Problem to work on:
Output the listing below, keeping each line exactly as it stands.

Study material:
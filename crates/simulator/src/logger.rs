//! Event log: one line per dispatched event with the state of every computer.

use crate::computer::Computer;
use crate::message::Message;
use crate::network::ComputerNetwork;
use netsim_core::{EventRecord, RunIndex};
use netsim_simulation::{Delivery, EventObserver, SimulationState};
use tracing::info;

/// Logs the clock, the event and each computer's state and queue length.
#[derive(Debug, Default, Clone, Copy)]
pub struct StationLogger;

impl EventObserver<ComputerNetwork, Delivery<Message>> for StationLogger {
    fn on_event(
        &mut self,
        run: RunIndex,
        record: &EventRecord,
        state: &SimulationState<ComputerNetwork, Delivery<Message>>,
    ) {
        let network = state.world();
        let master = network.computer(Computer::Master);
        let worker = network.computer(Computer::Worker);
        let lazy = network.computer(Computer::Lazy);
        info!(
            run,
            clock = record.time.as_secs(),
            event = %record.kind,
            master = master.state_label(),
            master_queue = master.queue_len(),
            worker = worker.state_label(),
            worker_queue = worker.queue_len(),
            lazy = lazy.state_label(),
            lazy_queue = lazy.queue_len(),
            "Event"
        );
    }

    fn on_run_finished(
        &mut self,
        run: RunIndex,
        state: &SimulationState<ComputerNetwork, Delivery<Message>>,
    ) {
        info!(
            run,
            clock = state.now().as_secs(),
            discarded = state.pending(),
            "Run finished"
        );
    }
}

Reply to the exercise:
filename crates/simulator/src/logger.rs
//! Event log: one line per dispatched event with the state of every computer.

use crate::computer::Computer;
use crate::message::Message;
use crate::network::ComputerNetwork;
use netsim_core::{EventRecord, RunIndex};
use netsim_simulation::{Delivery, EventObserver, SimulationState};
use tracing::info;

/// Logs the clock, the event and each computer's state and queue length.
#[derive(Debug, Default, Clone, Copy)]
pub struct StationLogger;

impl EventObserver<ComputerNetwork, Delivery<Message>> for StationLogger {
    fn on_event(
        &mut self,
        run: RunIndex,
        record: &EventRecord,
        state: &SimulationState<ComputerNetwork, Delivery<Message>>,
    ) {
        let network = state.world();
        let master = network.computer(Computer::Master);
        let worker = network.computer(Computer::Worker);
        let lazy = network.computer(Computer::Lazy);
        info!(
            run,
            clock = record.time.as_secs(),
            event = %record.kind,
            master = master.state_label(),
            master_queue = master.queue_len(),
            worker = worker.state_label(),
            worker_queue = worker.queue_len(),
            lazy = lazy.state_label(),
            lazy_queue = lazy.queue_len(),
            "Event"
        );
    }

    fn on_run_finished(
        &mut self,
        run: RunIndex,
        state: &SimulationState<ComputerNetwork, Delivery<Message>>,
    ) {
        info!(
            run,
            clock = state.now().as_secs(),
            discarded = state.pending(),
            "Run finished"
        );
    }
}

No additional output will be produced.